LNG carrier-what is it?

By Administrator on Jan 04 in Offshore Shipping Industry, Useful Information.

The transportation of natural gas to the end-user is a tedious and expensive task. Providing the fact that 70% of the Earth’s surface is covered with water, it becomes clear that one of the best and most viable modes of transport is by tank ships, also known as LNG carriers. Based on the physical characteristics of natural gas, the LNG carriers must be equipped with special facilities that liquefy and maintain the temperature of the gas in order to transfer it safely by water.

Natural gas contains 98% methane. When liquefied, it occupies 0.17% of the volume of the same amount in the gaseous state. This equals approximately one-six hundredth of the gas volume. As you can imagine, reducing the volume 600 times is a great advantage, both for storage and transportation. What is even more, the liquefied gas is also colorless, odorless, non-toxic, and non-corrosive.

(Q-Max LNG carrier Mekaines)Image source:Nakilat

The gas liquefaction process involves purification by separating specific components such as carbon dioxide, helium, hydrogen sulfide, dust, and water, which would otherwise cause difficulties in converting the natural gas into liquid form. The next step is condensation at a pressure that is close to the atmospheric one.

The cooling temperature is approximately -162 ° C. The energy density of liquefied natural gas is 2.4 times higher than that of compressed gas and is equal to 60% of that of diesel fuel.

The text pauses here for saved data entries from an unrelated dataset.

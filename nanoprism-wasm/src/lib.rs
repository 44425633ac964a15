//! WASM bindings for the nanoprism model.
//!
//! Build with:
//! ```sh
//! wasm-pack build -p nanoprism-wasm
//! ```
//!
//! Complex numbers cross the boundary as `[re, im]` arrays. Lengths are in
//! nm and cross-sections in cm².

use wasm_bindgen::prelude::*;

use nanoprism::{Complex64, Metal, PrismGeometry, SweepParams};

fn parse_metal(material: &str) -> Result<Metal, JsError> {
    material.parse().map_err(to_js)
}

fn prism(edge_length: f64, thickness: f64, corner_radius: f64) -> Result<PrismGeometry, JsError> {
    PrismGeometry::new(edge_length, thickness, corner_radius).map_err(to_js)
}

fn to_js(e: nanoprism::NanoprismError) -> JsError {
    JsError::new(&e.to_string())
}

fn pair(z: Complex64) -> Vec<f64> {
    vec![z.re, z.im]
}

// ── Materials ──

#[wasm_bindgen]
pub fn materials() -> Vec<String> {
    Metal::ALL.iter().map(|m| m.to_string()).collect()
}

/// Returns `[min, max]` photon energy (eV) covered by a material's table.
#[wasm_bindgen]
pub fn tabulated_energy_range(material: &str) -> Result<Vec<f64>, JsError> {
    let (min, max) = parse_metal(material)?.table().energy_range();
    Ok(vec![min, max])
}

// ── Dielectric function ──

/// Returns `[re, im]` of the bulk permittivity.
///
/// `material` is "silver"/"ag" or "gold"/"au".
#[wasm_bindgen]
pub fn bulk_permittivity(material: &str, wavelength: f64) -> Result<Vec<f64>, JsError> {
    parse_metal(material)?
        .permittivity(wavelength)
        .map(pair)
        .map_err(to_js)
}

/// Returns `[re, im]` of the permittivity corrected for a particle of
/// effective diameter `diameter` (nm).
#[wasm_bindgen]
pub fn size_corrected_permittivity(
    material: &str,
    wavelength: f64,
    diameter: f64,
) -> Result<Vec<f64>, JsError> {
    parse_metal(material)?
        .size_corrected_permittivity(wavelength, diameter)
        .map(pair)
        .map_err(to_js)
}

// ── Geometry ──

#[wasm_bindgen]
pub fn effective_diameter(edge_length: f64, thickness: f64) -> f64 {
    nanoprism::effective_diameter(edge_length, thickness)
}

// ── Polarizability and cross-sections ──

/// Returns `[re, im]` of the in-plane dipole polarizability (nm³).
#[wasm_bindgen]
#[allow(clippy::too_many_arguments)]
pub fn dipole_polarizability(
    wavelength: f64,
    eps_re: f64,
    eps_im: f64,
    eps_h: f64,
    edge_length: f64,
    thickness: f64,
    corner_radius: f64,
) -> Result<Vec<f64>, JsError> {
    let geometry = prism(edge_length, thickness, corner_radius)?;
    nanoprism::dipole_polarizability(wavelength, Complex64::new(eps_re, eps_im), eps_h, &geometry)
        .map(pair)
        .map_err(to_js)
}

/// Returns `[scattering, extinction, absorption]` cross-sections (cm²).
#[wasm_bindgen]
#[allow(clippy::too_many_arguments)]
pub fn cross_sections(
    wavelength: f64,
    eps_re: f64,
    eps_im: f64,
    eps_h: f64,
    edge_length: f64,
    thickness: f64,
    corner_radius: f64,
) -> Result<Vec<f64>, JsError> {
    let geometry = prism(edge_length, thickness, corner_radius)?;
    let cs = nanoprism::cross_sections(
        wavelength,
        Complex64::new(eps_re, eps_im),
        eps_h,
        &geometry,
    )
    .map_err(to_js)?;
    Ok(vec![cs.scattering, cs.extinction, cs.absorption()])
}

// ── Spectra ──

/// Runs a sweep and returns the rows flattened as
/// `[wavelength, alpha_re, alpha_im, scattering, extinction, ...]`.
#[wasm_bindgen]
#[allow(clippy::too_many_arguments)]
pub fn spectrum(
    material: &str,
    edge_length: f64,
    thickness: f64,
    corner_radius: f64,
    eps_h: f64,
    wavelength_min: f64,
    wavelength_max: f64,
    wavelength_step: f64,
) -> Result<Vec<f64>, JsError> {
    let params = SweepParams {
        metal: parse_metal(material)?,
        geometry: prism(edge_length, thickness, corner_radius)?,
        host_permittivity: eps_h,
        wavelength_min,
        wavelength_max,
        wavelength_step,
        ..SweepParams::default()
    };
    let spectrum = nanoprism::compute_spectrum(&params).map_err(to_js)?;
    Ok(spectrum
        .points
        .iter()
        .flat_map(|p| {
            [
                p.wavelength,
                p.polarizability.re,
                p.polarizability.im,
                p.scattering,
                p.extinction,
            ]
        })
        .collect())
}

/// Returns the wavelength (nm) of maximum extinction over a sweep.
#[wasm_bindgen]
pub fn resonance_wavelength(
    material: &str,
    edge_length: f64,
    thickness: f64,
    corner_radius: f64,
    eps_h: f64,
) -> Result<f64, JsError> {
    let params = SweepParams {
        metal: parse_metal(material)?,
        geometry: prism(edge_length, thickness, corner_radius)?,
        host_permittivity: eps_h,
        ..SweepParams::default()
    };
    let spectrum = nanoprism::compute_spectrum(&params).map_err(to_js)?;
    spectrum
        .peak_extinction()
        .map(|p| p.wavelength)
        .ok_or_else(|| JsError::new("empty spectrum"))
}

Liquefied gas production requires heat exchange between the gas and the refrigerant cold enough to cause condensation. Its liquefaction takes place in surface heat exchangers in contact with the refrigerant at a temperature lower than the dew temperature for the gas.

Liquefied natural gas is stored in cylindrical tanks at a temperature of 160 ° C. The internal pressure in the tanks is maintained by the vapors formed during the spontaneous evaporation of the gas from the top layer. It is necessary to maintain an approximate atmospheric pressure by controlled extraction of vapors, after which the latter are compressed and sent for liquefaction in heat exchangers and returned by the pumps back to the tanks.

So, after becoming more familiar with natural gas and the way it is being liquefied and stored, let’s now learn a bit more about the type of ships that are used for transportation of this natural fuel, and namely the LNG carrier.

What is LNG carrier

Natural gas is transported in specially designed double-walled vessels, protecting the cargo from damage or leaks, with good insulating properties in order to maintain the temperature in the required range. This kind of vessel is known as an LNG carrier. The gas transportation ships usually have 4 to 6 tanks located near the longitudinal axis. The double walls surrounding the gas tanks can be used as ballast tanks or simply cavities providing the advantages already listed. There are usually 3 submersible pumps in each tank.

The 2 large pumps are used for loading and unloading operations, while the third, called an injection pump, is designed to pump liquefied gas for use on the LNG carrier or for cooling and recirculation to maintain its temperature. All equipment such as pumps, measuring instruments, and other equipment in the tanks is mounted on the pump tower – a structure attached to the wall of the tank, extending from the bottom to the top.

There is also a backup line in the tank, with a spring-loaded valve that can be opened by weight or pressure. This is the emergency pumping equipment. In the event of an accident and failure of both main pumps, the load can be unloaded from the emergency pump.

All main pumps use a single line that goes around the deck and has branches to both sides of the ship. This pipeline reaches collectors used for loading and unloading of products. Also in the upper part of the tanks where the gas phase is contained, a common gas pipeline passes parallel to the loading and unloading pipeline.

The conventional types of LNG carriers are membrane tankers and Moss tankers. On the other hand, the unconventional ones are the enlarged Q-Max and Q-Flex, owned by Nakilat – Qatar Gas Transport Company. They are specially developed by order of the company and are currently one of the largest LNG tankers in the world. At the moment, the total number of LNG carriers in operation is about 550.